__Task requirements__
From the entries below, retype only the lines from the one with "pub fn new(module: impl" through the one with "to the module's slice.", exactly as written.

__Information supplied__
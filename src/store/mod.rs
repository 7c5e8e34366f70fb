//! # State Store Boundary
//!
//! The coordination layer never owns application state; it consumes a
//! reactive store through the [`StateStore`] trait: module-scoped slices,
//! named mutations and async operations, namespaced derived values, and a
//! watch primitive with its own change detection. The wiring table is the
//! only core component that mutates through this boundary, and the emitter
//! registry only ever watches through it.
//!
//! A module's store surface is declared up front in a [`StoreModuleDef`];
//! the declared mutation and operation names are what wiring validation
//! checks wire references against at composition time.
//!
//! [`memory::MemoryStore`] is the reference implementation shipped with the
//! crate; embedders with their own reactive store implement the trait
//! instead.

pub mod getters_proxy;
pub mod memory;

use std::collections::HashMap;
use std::sync::Arc;

use async_trait::async_trait;
use futures::future::BoxFuture;
use serde_json::Value;
use thiserror::Error;
use uuid::Uuid;

pub use getters_proxy::GettersProxy;

/// Selector over a module's state slice and its own derived values.
pub type SelectorFn =
    Arc<dyn Fn(&Value, &GettersProxy) -> StoreResult<Value> + Send + Sync>;

/// Store-facing selector, already bound to a module's getters proxy.
pub type WatchSelector = Arc<dyn Fn(&Value) -> StoreResult<Value> + Send + Sync>;

/// Raw watch tick callback: `(new_value, old_value)`.
///
/// Invoked synchronously by the store when the selected value changes; the
/// callback may arm timers or spawn tasks but must not block.
pub type WatchCallback = Arc<dyn Fn(Value, Value) + Send + Sync>;

/// State mutation: `(slice, payload)`.
pub type MutationFn =
    Arc<dyn Fn(&mut Value, Option<Value>) -> StoreResult<()> + Send + Sync>;

/// Async store operation: `(context, payload)`. Operations commit their own
/// results through the context.
pub type OperationFn = Arc<
    dyn Fn(OperationContext, Option<Value>) -> BoxFuture<'static, StoreResult<Value>>
        + Send
        + Sync,
>;

/// Derived value computed from a module's state slice.
pub type GetterFn = Arc<dyn Fn(&Value) -> StoreResult<Value> + Send + Sync>;

/// Handle for an installed watch.
#[derive(Debug, Clone, Copy, PartialEq, Eq, Hash)]
pub struct WatchId(Uuid);

impl WatchId {
    pub fn new() -> Self {
        Self(Uuid::new_v4())
    }
}

impl Default for WatchId {
    fn default() -> Self {
        Self::new()
    }
}

impl std::fmt::Display for WatchId {
    fn fmt(&self, f: &mut std::fmt::Formatter<'_>) -> std::fmt::Result {
        self.0.fmt(f)
    }
}

#[derive(Debug, Error)]
pub enum StoreError {
    #[error("module `{0}` is not registered in the store")]
    UnknownModule(String),
    #[error("module `{0}` is already registered in the store")]
    ModuleAlreadyRegistered(String),
    #[error("module `{module}` has no mutation `{name}`")]
    UnknownMutation { module: String, name: String },
    #[error("module `{module}` has no operation `{name}`")]
    UnknownOperation { module: String, name: String },
    #[error("module `{module}` has no getter `{name}`")]
    UnknownGetter { module: String, name: String },
    #[error("selector evaluation failed: {0}")]
    Selector(String),
    #[error("operation `{name}` in module `{module}` failed: {message}")]
    OperationFailed {
        module: String,
        name: String,
        message: String,
    },
    #[error("{0}")]
    Other(String),
}

pub type StoreResult<T> = Result<T, StoreError>;

/// A module's declared store surface: initial slice plus named mutations,
/// operations, and getters.
#[derive(Clone, Default)]
pub struct StoreModuleDef {
    pub initial_state: Value,
    pub mutations: HashMap<String, MutationFn>,
    pub operations: HashMap<String, OperationFn>,
    pub getters: HashMap<String, GetterFn>,
}

impl StoreModuleDef {
    pub fn new(initial_state: Value) -> Self {
        Self {
            initial_state,
            ..Self::default()
        }
    }

    pub fn mutation(
        mut self,
        name: impl Into<String>,
        f: impl Fn(&mut Value, Option<Value>) -> StoreResult<()> + Send + Sync + 'static,
    ) -> Self {
        self.mutations.insert(name.into(), Arc::new(f));
        self
    }

    pub fn operation(
        mut self,
        name: impl Into<String>,
        f: impl Fn(OperationContext, Option<Value>) -> BoxFuture<'static, StoreResult<Value>>
            + Send
            + Sync
            + 'static,
    ) -> Self {
        self.operations.insert(name.into(), Arc::new(f));
        self
    }

    pub fn getter(
        mut self,
        name: impl Into<String>,
        f: impl Fn(&Value) -> StoreResult<Value> + Send + Sync + 'static,
    ) -> Self {
        self.getters.insert(name.into(), Arc::new(f));
        self
    }

    pub fn has_mutation(&self, name: &str) -> bool {
        self.mutations.contains_key(name)
    }

    pub fn has_operation(&self, name: &str) -> bool {
        self.operations.contains_key(name)
    }
}

/// Capability handed to a running operation: scoped to its own module, it
/// can read the slice, commit mutations, and chain further operations.
#[derive(Clone)]
pub struct OperationContext {
    module: String,
    store: Arc<dyn StateStore>,
}

impl OperationContext {
    pub fn new(module: impl Into<String>, store: Arc<dyn StateStore>) -> Self {
        Self {
            module: module.into(),
            store,
        }
    }

    pub fn module(&self) -> &str {
        &self.module
    }

    pub fn state(&self) -> StoreResult<Value> {
        self.store.state(&self.module)
    }

    pub fn commit(&self, mutation: &str, payload: Option<Value>) -> StoreResult<()> {
        self.store.commit(&self.module, mutation, payload)
    }

    pub async fn dispatch(
        &self,
        operation: &str,
        payload: Option<Value>,
    ) -> StoreResult<Value> {
        self.store.dispatch(&self.module, operation, payload).await
    }
}

/// The consumed reactive state store.
#[cfg_attr(test, mockall::automock)]
#[async_trait]
pub trait StateStore: Send + Sync {
    /// Registers a module's slice and surface. Fails if the name is taken.
    fn register_module(&self, module: &str, def: StoreModuleDef) -> StoreResult<()>;

    /// Removes a module's slice, surface, and watches.
    fn remove_module(&self, module: &str) -> StoreResult<()>;

    /// Snapshot of a module's state slice.
    fn state(&self, module: &str) -> StoreResult<Value>;

    /// Read-only derived-value view scoped to `module`'s own getters.
    fn getters(&self, module: &str) -> StoreResult<GettersProxy>;

    /// Applies the named mutation to the module's slice.
    fn commit(&self, module: &str, mutation: &str, payload: Option<Value>) -> StoreResult<()>;

    /// Runs the named async operation to completion.
    async fn dispatch(
        &self,
        module: &str,
        operation: &str,
        payload: Option<Value>,
    ) -> StoreResult<Value>;

    /// Installs a watch over `selector` of the module's slice. `deep`
    /// selects structural change detection and is interpreted by the store,
    /// never by the caller.
    fn watch(
        &self,
        module: &str,
        selector: WatchSelector,
        callback: WatchCallback,
        deep: bool,
    ) -> StoreResult<WatchId>;

    /// Removes a previously installed watch.
    fn unwatch(&self, id: WatchId);
}
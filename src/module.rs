//! Module declarations.
//!
//! A module is an independently declared unit: the event names it owns, its
//! store surface (slice, mutations, operations, getters), the emitters that
//! turn its state changes into events, and the wiring that turns events into
//! store writes. Modules never hold references to each other; the bus is the
//! only channel between them.

use crate::emitter::StoreEmitters;
use crate::event::EventName;
use crate::store::StoreModuleDef;
use crate::wiring::WiringTable;

/// Declaration of one functional module, consumed by
/// [`RuntimeContext::install`](crate::context::RuntimeContext::install).
pub struct Module {
    pub name: String,
    /// Event names this module declares into the shared catalog.
    pub events: Vec<EventName>,
    pub store_module: StoreModuleDef,
    pub store_emitters: StoreEmitters,
    pub wiring: WiringTable,
}

impl Module {
    pub fn new(name: impl Into<String>) -> Self {
        Self {
            name: name.into(),
            events: Vec::new(),
            store_module: StoreModuleDef::default(),
            store_emitters: StoreEmitters::default(),
            wiring: WiringTable::default(),
        }
    }

    pub fn events(mut self, events: impl IntoIterator<Item = EventName>) -> Self {
        self.events = events.into_iter().collect();
        self
    }

    pub fn store_module(mut self, store_module: StoreModuleDef) -> Self {
        self.store_module = store_module;
        self
    }

    pub fn store_emitters(mut self, store_emitters: StoreEmitters) -> Self {
        self.store_emitters = store_emitters;
        self
    }

    pub fn wiring(mut self, wiring: WiringTable) -> Self {
        self.wiring = wiring;
        self
    }
}
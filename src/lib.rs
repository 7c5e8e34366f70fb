//! # Crosswire: Declarative Event Coordination
//!
//! Crosswire lets independent functional modules of an interactive
//! application communicate without direct references to each other. Modules
//! declare three things; the runtime composes them over one shared event
//! bus and one shared state store.
//!
//! ## Core Components
//!
//! ### 1. Event Bus
//! An in-process publish/subscribe primitive for named events carrying a
//! payload and contextual metadata ([`event`]). Handlers fire in
//! subscription order and are isolated from each other's failures; external
//! consumers attach through filtered streams.
//!
//! ### 2. Wiring Table
//! Per-module, declarative reactions to events ([`wiring`]): commit a value
//! into the store, dispatch an async store operation, gated and shaped by
//! composable combinators (condition, debounce, payload transform). Tables
//! are validated against the event catalog and the module's declared store
//! surface at composition time.
//!
//! ### 3. State Emitter Registry
//! Watches selected parts of a module's state slice and turns changes into
//! bus events ([`emitter`]), preserving a correct "old value" baseline
//! across debounce coalescing so before/after filters see the true
//! transition.
//!
//! ## Composition
//!
//! A [`module::Module`] bundles event declarations, a store surface, store
//! emitters, and a wiring table. [`context::RuntimeContext`] installs a
//! batch of modules, failing fast on configuration errors, and tears them
//! down again without leaking subscriptions or timers.
//!
//! ```text
//! store mutation -> emitter watch tick -> bus event -> wires -> commit/dispatch -> store mutation
//! ```
//!
//! The state store itself is external: anything implementing
//! [`store::StateStore`] works. [`store::memory::MemoryStore`] is the
//! bundled reference implementation.

pub mod config;
pub mod context;
pub mod emitter;
pub mod error;
pub mod event;
pub mod module;
pub mod store;
pub mod wiring;

// Re-exports
pub use config::RuntimeConfig;
pub use context::{ModuleInfo, RegistrarError, RuntimeContext};
pub use emitter::{EmitterError, StateSelector, StoreEmitters};
pub use error::{Error, Result};
pub use event::{
    BusError, CatalogError, Event, EventBus, EventCatalog, EventHandler, EventMetadata,
    EventName, EventStream, SubscriptionId,
};
pub use module::Module;
pub use serde_json::Value;
pub use store::memory::MemoryStore;
pub use store::{
    GettersProxy, OperationContext, StateStore, StoreError, StoreModuleDef, WatchId,
};
pub use wiring::{Wire, WireContext, WiringError, WiringTable};
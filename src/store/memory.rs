//! Reference in-memory [`StateStore`] implementation.
//!
//! Slices are `serde_json::Value` records held per module. `commit` applies
//! the named mutation and then re-evaluates every watch installed on that
//! module, invoking callbacks synchronously with `(new, old)` when the
//! selected value changed. Operations run with an [`OperationContext`] so
//! they can commit their results back (which in turn drives watches).
//!
//! Change detection note: slices here have value semantics, so the `deep`
//! flag degenerates to the same structural comparison as the shallow mode.
//! The flag is accepted and recorded at install time for parity with stores
//! whose values carry identity. Callers always pass it through unchanged.

use std::collections::HashMap;
use std::sync::{Arc, Mutex};

use async_trait::async_trait;
use dashmap::DashMap;
use serde_json::Value;

use super::getters_proxy::GettersProxy;
use super::{
    GetterFn, MutationFn, OperationContext, OperationFn, StateStore, StoreError,
    StoreModuleDef, StoreResult, WatchCallback, WatchId, WatchSelector,
};

#[derive(Clone)]
struct ModuleSurface {
    mutations: Arc<HashMap<String, MutationFn>>,
    operations: Arc<HashMap<String, OperationFn>>,
    getters: Arc<HashMap<String, GetterFn>>,
}

struct Watcher {
    module: String,
    selector: WatchSelector,
    callback: WatchCallback,
    last: Mutex<Value>,
}

#[derive(Default)]
struct Inner {
    slices: DashMap<String, Value>,
    surfaces: DashMap<String, ModuleSurface>,
    watchers: DashMap<WatchId, Arc<Watcher>>,
}

/// In-memory store suitable for tests, demos, and single-process apps.
#[derive(Clone, Default)]
pub struct MemoryStore {
    inner: Arc<Inner>,
}

impl MemoryStore {
    pub fn new() -> Self {
        Self::default()
    }

    fn surface(&self, module: &str) -> StoreResult<ModuleSurface> {
        self.inner
            .surfaces
            .get(module)
            .map(|entry| entry.clone())
            .ok_or_else(|| StoreError::UnknownModule(module.to_string()))
    }

    /// Re-evaluates every watch on `module` against the current slice and
    /// fires callbacks for changed values. Runs outside any map guard so
    /// callbacks may commit re-entrantly.
    fn notify_watchers(&self, module: &str) {
        let snapshot = match self.state(module) {
            Ok(snapshot) => snapshot,
            Err(_) => return,
        };
        let watchers: Vec<Arc<Watcher>> = self
            .inner
            .watchers
            .iter()
            .filter(|entry| entry.value().module == module)
            .map(|entry| entry.value().clone())
            .collect();

        for watcher in watchers {
            let new_value = match (watcher.selector)(&snapshot) {
                Ok(value) => value,
                Err(error) => {
                    tracing::warn!(
                        module,
                        %error,
                        "watch selector failed, skipping this tick"
                    );
                    continue;
                }
            };
            let old_value = {
                let mut last = watcher
                    .last
                    .lock()
                    .unwrap_or_else(|poisoned| poisoned.into_inner());
                if *last == new_value {
                    continue;
                }
                std::mem::replace(&mut *last, new_value.clone())
            };
            (watcher.callback)(new_value, old_value);
        }
    }
}

#[async_trait]
impl StateStore for MemoryStore {
    fn register_module(&self, module: &str, def: StoreModuleDef) -> StoreResult<()> {
        if self.inner.surfaces.contains_key(module) {
            return Err(StoreError::ModuleAlreadyRegistered(module.to_string()));
        }
        self.inner
            .slices
            .insert(module.to_string(), def.initial_state);
        self.inner.surfaces.insert(
            module.to_string(),
            ModuleSurface {
                mutations: Arc::new(def.mutations),
                operations: Arc::new(def.operations),
                getters: Arc::new(def.getters),
            },
        );
        Ok(())
    }

    fn remove_module(&self, module: &str) -> StoreResult<()> {
        if self.inner.surfaces.remove(module).is_none() {
            return Err(StoreError::UnknownModule(module.to_string()));
        }
        self.inner.slices.remove(module);
        self.inner
            .watchers
            .retain(|_, watcher| watcher.module != module);
        Ok(())
    }

    fn state(&self, module: &str) -> StoreResult<Value> {
        self.inner
            .slices
            .get(module)
            .map(|entry| entry.clone())
            .ok_or_else(|| StoreError::UnknownModule(module.to_string()))
    }

    fn getters(&self, module: &str) -> StoreResult<GettersProxy> {
        let surface = self.surface(module)?;
        let store = self.clone();
        let module_name = module.to_string();
        Ok(GettersProxy::new(
            module,
            surface.getters,
            Arc::new(move || store.state(&module_name)),
        ))
    }

    fn commit(&self, module: &str, mutation: &str, payload: Option<Value>) -> StoreResult<()> {
        let surface = self.surface(module)?;
        let mutation_fn = surface
            .mutations
            .get(mutation)
            .cloned()
            .ok_or_else(|| StoreError::UnknownMutation {
                module: module.to_string(),
                name: mutation.to_string(),
            })?;
        {
            let mut slice = self
                .inner
                .slices
                .get_mut(module)
                .ok_or_else(|| StoreError::UnknownModule(module.to_string()))?;
            mutation_fn(&mut slice, payload)?;
        }
        tracing::debug!(module, mutation, "committed mutation");
        self.notify_watchers(module);
        Ok(())
    }

    async fn dispatch(
        &self,
        module: &str,
        operation: &str,
        payload: Option<Value>,
    ) -> StoreResult<Value> {
        let surface = self.surface(module)?;
        let operation_fn = surface
            .operations
            .get(operation)
            .cloned()
            .ok_or_else(|| StoreError::UnknownOperation {
                module: module.to_string(),
                name: operation.to_string(),
            })?;
        let context = OperationContext::new(module, Arc::new(self.clone()) as Arc<dyn StateStore>);
        operation_fn(context, payload).await
    }

    fn watch(
        &self,
        module: &str,
        selector: WatchSelector,
        callback: WatchCallback,
        deep: bool,
    ) -> StoreResult<WatchId> {
        let snapshot = self.state(module)?;
        // Seed the comparison baseline; installation itself never fires.
        let initial = selector(&snapshot)?;
        let id = WatchId::new();
        tracing::debug!(module, watch = %id, deep, "installed watch");
        self.inner.watchers.insert(
            id,
            Arc::new(Watcher {
                module: module.to_string(),
                selector,
                callback,
                last: Mutex::new(initial),
            }),
        );
        Ok(id)
    }

    fn unwatch(&self, id: WatchId) {
        self.inner.watchers.remove(&id);
    }
}
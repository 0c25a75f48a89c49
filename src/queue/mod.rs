//! # Queue Abstraction
//!
//! Named-queue contract the pipeline runs against: send, non-blocking
//! receive, health, and per-queue statistics. Two backends ship with the
//! processor: a thread-safe in-memory FIFO for development and tests, and
//! an HTTPS broker client for production.

pub mod http;
pub mod memory;

use async_trait::async_trait;
use chrono::{DateTime, Utc};
use serde::{Deserialize, Serialize};

use crate::errors::QueueError;

pub use http::HttpBrokerQueue;
pub use memory::InMemoryQueue;

/// Per-queue counters surfaced to the status plane
#[derive(Debug, Clone, PartialEq, Serialize, Deserialize)]
#[serde(rename_all = "camelCase")]
pub struct QueueStats {
    pub messages_in_queue: u64,
    pub messages_processed: u64,
    pub messages_failed: u64,
    pub last_updated: DateTime<Utc>,
}

impl Default for QueueStats {
    fn default() -> Self {
        Self {
            messages_in_queue: 0,
            messages_processed: 0,
            messages_failed: 0,
            last_updated: Utc::now(),
        }
    }
}

/// The three standard queue names, configurable per deployment
#[derive(Debug, Clone, PartialEq, Serialize, Deserialize)]
#[serde(rename_all = "camelCase")]
pub struct QueueNames {
    pub input: String,
    pub completed: String,
    pub dead_letter: String,
}

impl Default for QueueNames {
    fn default() -> Self {
        Self {
            input: "input".to_string(),
            completed: "completed".to_string(),
            dead_letter: "deadLetter".to_string(),
        }
    }
}

/// Message queue contract
///
/// `receive` is non-blocking from the pipeline's point of view: `None`
/// means the queue is empty right now. Backends with long-poll semantics
/// bound their wait internally. Delivery is at-least-once on the broker
/// backend; consumers tolerate re-delivery via idempotent persistence.
#[async_trait]
pub trait MessageQueue: Send + Sync {
    async fn send(&self, queue: &str, payload: &str) -> Result<(), QueueError>;

    async fn receive(&self, queue: &str) -> Result<Option<String>, QueueError>;

    /// Backend-wide health; false pauses consumption
    async fn health(&self) -> bool;

    async fn stats(&self, queue: &str) -> Result<QueueStats, QueueError>;
}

__Answer space__
    pub fn new(module: impl Into<String>, store: Arc<dyn StateStore>) -> Self {
        Self {
            module: module.into(),
            store,
        }
    }

    pub fn module(&self) -> &str {
        &self.module
    }

    pub fn state(&self) -> StoreResult<Value> {
        self.store.state(&self.module)
    }

    pub fn commit(&self, mutation: &str, payload: Option<Value>) -> StoreResult<()> {
        self.store.commit(&self.module, mutation, payload)
    }

    pub async fn dispatch(
        &self,
        operation: &str,
        payload: Option<Value>,
    ) -> StoreResult<Value> {
        self.store.dispatch(&self.module, operation, payload).await
    }
}

/// The consumed reactive state store.
#[cfg_attr(test, mockall::automock)]
#[async_trait]
pub trait StateStore: Send + Sync {
    /// Registers a module's slice and surface. Fails if the name is taken.
    fn register_module(&self, module: &str, def: StoreModuleDef) -> StoreResult<()>;

    /// Removes a module's slice, surface, and watches.
    fn remove_module(&self, module: &str) -> StoreResult<()>;

    /// Snapshot of a module's state slice.
    fn state(&self, module: &str) -> StoreResult<Value>;

    /// Read-only derived-value view scoped to `module`'s own getters.
    fn getters(&self, module: &str) -> StoreResult<GettersProxy>;

    /// Applies the named mutation to the module's slice.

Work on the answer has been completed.